Le Parlement européen,
A. vu l'année 1992, année de la commémoration du
cinq-centième anniversaire de l'arrivée des
Européens en Amérique et l'impact de cette
arrivée sur les civilisations indigènes,
B. vu l'année 1993, qui sera proclamée "Année des
populations indigènes" par les Nations unies,
C. considérant que les populations indigènes
représentent, selon les estimations des Nations
unies, 300 millions de personnes dans le monde,
dont plus de 60 millions d'Amérindiens dans les
Amériques,
D. rappelant les recommandations contenues dans ses
résolutions antérieures du 14 avril 1989 sur la
situation des Indiens dans le monde, du 10
janvier 1990 sur la situation des Indiens
Yanomami au Brésil, du 13 septembre 1990 sur
les Indiens du Canada, du 25 octobre 1990 sur
les problèmes écologiques de l'Amazonie et sur
la conservation des forêts tropicales, et
du 13 décembre 1990 sur la participation de la
Commission des Communautés européennes à
l'exposition internationale de Gênes (Italie) en
1992;
E. attentif à la réaction des organisations de
populations indigènes aux cérémonies prévues
pour commémorer le voyage de Christophe Colomb
aux Amériques,
F. préoccupé par les violations des droits de
l'homme perpétrées contre des populations
indigènes, comme il ressort des rapports d'Am-
nesty International et de Survival
International,
1. se félicite des progrès réalisés, notamment, par
les gouvernements du Brésil (terres pour la
population Yanomami), d'Argentine (terres pour
la population Guarani dans la province de
Missiones), du Canada (terres pour les Inuits,
du nom de Nunavut) et de Colombie (mise en place
de certaines réserves), dans l'octroi aux
populations indigènes de vastes territoires où
elles vivent en toute autonomie;
2. demande que le droit des populations indigènes
à leurs territoires soit reconnu et que les
conflits à propos des territoires soient résolus
dans les plus brefs délais;
3. invite les gouvernements des pays où vivent des
populations indigènes à régler les conflits
territoriaux avant d'implanter des activités
économiques dans les régions dont des
populations indigènes revendiquent la propriété
et où de telles activités ne bénéficient pas de
l'appui de la majorité de ces populations
indigènes;
4. demande à ces gouvernements de respecter et de
mettre en oeuvre les instruments internationaux
en matière de droits de l'homme;
5. demande aux institutions de la Communauté
européenne de répondre au souhait de l'Assemblée
et d'allouer dès lors des fonds à des projets
spéciaux en faveur de populations indigènes, mis
en oeuvre par et pour ces populations;
6. demande que les organisations internationales et
les gouvernements des Etats consultent les
populations indigènes sur toute exploitation
économique, sur tout projet d'aménagement du
territoire et sur tout autre projet qui les
concerne;
7. charge sa sous-commission "Droits de l'homme"
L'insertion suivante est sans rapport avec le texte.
//! Streamed answer generation.
//!
//! Generation output is a typed event stream consumed incrementally by the
//! transport: zero or more `message` events in model production order, then
//! exactly one terminal event (`end` or `error`). Termination is structural:
//! the producer task sends the terminal event and closes the channel.

use super::prompts::build_system_prompt;
use super::ContextPassage;
use crate::error::{Result, SporreError};
use crate::openai::create_client;
use async_openai::types::{
    ChatCompletionRequestMessage, ChatCompletionRequestSystemMessageArgs,
    ChatCompletionRequestUserMessageArgs, CreateChatCompletionRequestArgs,
};
use async_trait::async_trait;
use futures::stream::BoxStream;
use futures::StreamExt;
use serde::{Deserialize, Serialize};
use std::sync::Arc;
use tokio::sync::mpsc;
use tracing::debug;

/// Capacity of the event channel between producer and transport.
const EVENT_BUFFER: usize = 32;

/// One unit of a streamed answer.
#[derive(Debug, Clone, PartialEq, Serialize, Deserialize)]
#[serde(tag = "event", content = "data", rename_all = "lowercase")]
pub enum ChatEvent {
    /// An incremental answer segment.
    Message(String),
    /// Normal completion. Terminal.
    End,
    /// Generation failed mid-stream. Terminal.
    Error(String),
}

impl ChatEvent {
    /// Serialize as one newline-terminated JSON line.
    pub fn to_json_line(&self) -> String {
        let mut line = serde_json::to_string(self).expect("event serialization cannot fail");
        line.push('\n');
        line
    }
}

/// Trait for incremental text-generation capabilities.
#[async_trait]
pub trait Generator: Send + Sync {
    /// Start a completion and return its incremental text segments.
    async fn stream_completion(
        &self,
        system_prompt: &str,
        user_prompt: &str,
    ) -> Result<BoxStream<'static, Result<String>>>;
}

/// Generator backed by OpenAI's streaming chat API.
pub struct OpenAIGenerator {
    client: async_openai::Client<async_openai::config::OpenAIConfig>,
    model: String,
    temperature: f32,
}

impl OpenAIGenerator {
    pub fn new(model: impl Into<String>, temperature: f32) -> Self {
        Self {
            client: create_client(),
            model: model.into(),
            temperature,
        }
    }
}

#[async_trait]
impl Generator for OpenAIGenerator {
    async fn stream_completion(
        &self,
        system_prompt: &str,
        user_prompt: &str,
    ) -> Result<BoxStream<'static, Result<String>>> {
        let messages: Vec<ChatCompletionRequestMessage> = vec![
            ChatCompletionRequestSystemMessageArgs::default()
                .content(system_prompt.to_string())
                .build()
                .map_err(|e| SporreError::Generation(e.to_string()))?
                .into(),
            ChatCompletionRequestUserMessageArgs::default()
                .content(user_prompt.to_string())
                .build()
                .map_err(|e| SporreError::Generation(e.to_string()))?
                .into(),
        ];

        let request = CreateChatCompletionRequestArgs::default()
            .model(&self.model)
            .messages(messages)
            .temperature(self.temperature)
            .build()
            .map_err(|e| SporreError::Generation(e.to_string()))?;

        let stream = self
            .client
            .chat()
            .create_stream(request)
            .await
            .map_err(|e| SporreError::OpenAI(format!("Failed to start generation: {}", e)))?;

        Ok(stream
            .map(|item| match item {
                Ok(response) => Ok(response
                    .choices
                    .first()
                    .and_then(|choice| choice.delta.content.clone())
                    .unwrap_or_default()),
                Err(e) => Err(SporreError::Generation(e.to_string())),
            })
            .boxed())
    }
}

/// Drive one generation and emit its events into `tx`.
///
/// Always sends exactly one terminal event unless the receiver goes away
/// first; a failed send means the client disconnected, in which case the
/// upstream stream is dropped without being drained further.
pub(crate) async fn produce_answer(
    generator: Arc<dyn Generator>,
    passages: &[ContextPassage],
    question: &str,
    tx: &mpsc::Sender<ChatEvent>,
) {
    let system_prompt = build_system_prompt(passages);

    let mut stream = match generator.stream_completion(&system_prompt, question).await {
        Ok(stream) => stream,
        Err(e) => {
            let _ = tx.send(ChatEvent::Error(e.to_string())).await;
            return;
        }
    };

    while let Some(item) = stream.next().await {
        match item {
            Ok(segment) => {
                if segment.is_empty() {
                    continue;
                }
                if tx.send(ChatEvent::Message(segment)).await.is_err() {
                    debug!("Client disconnected, abandoning generation");
                    return;
                }
            }
            Err(e) => {
                let _ = tx.send(ChatEvent::Error(e.to_string())).await;
                return;
            }
        }
    }

    let _ = tx.send(ChatEvent::End).await;
}

/// Stream an answer for a question over already-retrieved context.
///
/// The returned receiver yields events in production order and closes after
/// the terminal event. Dropping it cancels the generation.
pub fn stream_answer(
    generator: Arc<dyn Generator>,
    passages: Vec<ContextPassage>,
    question: String,
) -> mpsc::Receiver<ChatEvent> {
    let (tx, rx) = mpsc::channel(EVENT_BUFFER);

    tokio::spawn(async move {
        produce_answer(generator, &passages, &question, &tx).await;
    });

    rx
}
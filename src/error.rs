//! Error types for Sporre.

use thiserror::Error;

/// Library-level error type for Sporre operations.
#[derive(Error, Debug)]
pub enum SporreError {
    #[error("Configuration error: {0}")]
    Config(String),

    #[error("Transcripts are disabled for this video")]
    TranscriptsDisabled(String),

    #[error("No transcript found in the required language ({0})")]
    TranscriptNotFound(String),

    #[error("Transcript source error: {0}")]
    Transcript(String),

    #[error("Video metadata not found: {0}")]
    MetadataNotFound(String),

    #[error("Metadata provider error: {0}")]
    Metadata(String),

    #[error("Embedding generation failed: {0}")]
    Embedding(String),

    #[error("Embedding index error: {0}")]
    Index(String),

    #[error("Reranking failed: {0}")]
    Rerank(String),

    #[error("Generation failed: {0}")]
    Generation(String),

    #[error("IO error: {0}")]
    Io(#[from] std::io::Error),

    #[error("JSON error: {0}")]
    Json(#[from] serde_json::Error),

    #[error("TOML parse error: {0}")]
    TomlParse(#[from] toml::de::Error),

    #[error("HTTP error: {0}")]
    Http(#[from] reqwest::Error),

    #[error("Database error: {0}")]
    Database(#[from] rusqlite::Error),

    #[error("OpenAI API error: {0}")]
    OpenAI(String),

    #[error("External tool not found: {0}. Please install it and ensure it's in your PATH.")]
    ToolNotFound(String),

    #[error("Invalid input: {0}")]
    InvalidInput(String),

    #[error("Internal error: {0}")]
    Internal(String),
}

impl SporreError {
    /// Whether the failure is attributable to the request rather than the service.
    ///
    /// Client errors map to 4xx responses at the HTTP boundary; everything
    /// else is a server error carrying the underlying message.
    pub fn is_client_error(&self) -> bool {
        matches!(
            self,
            SporreError::TranscriptsDisabled(_)
                | SporreError::TranscriptNotFound(_)
                | SporreError::InvalidInput(_)
        )
    }
}

/// Result type alias for Sporre operations.
pub type Result<T> = std::result::Result<T, SporreError>;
d'inviter des experts à l'une de ses réunions en
1992, dans le but d'examiner la situation des
droits de l'homme dans les populations indigènes
dans le monde et d'en discuter de façon
approfondie;
8. invite la Commission, la Banque mondiale et le
FMI à faire figurer, parmi les critères qu'ils
appliquent pour le financement de programmes de
développement, l'évaluation de l'impact sur
l'environnement et l'analyse de cet impact sur
les populations indigènes;
9. demande à la Communauté d'organiser des
activités qui tiennent compte à la fois de la
situation actuelle des populations indigènes
dans le monde et du contexte historique, et
invite la Commission et le Conseil à mettre en
oeuvre les recommandations contenues dans ses
résolutions antérieures;
10.exprime sa solidarité pour le "Earth Parliament"
qui sera organisé par les populations indigènes
pendant la CNUED au Brésil;
11.charge son unité "Droits de l'homme" d'élaborer
un document de fond sur la situation des
populations indigènes dans les Amériques et
charge la commission compétente de nommer un
rapporteur, chargé d'analyser les droits de
l'homme des populations indigènes des Amériques,
ainsi que leurs droits territoriaux et
culturels;
12.charge son Président de transmettre la présente
résolution à la Commission, au Conseil, à la
Coopération politique européenne, à l'OIT, à la
Banque mondiale, au FMI et aux gouvernements du
Brésil, d'Argentine, du Canada et de Colombie.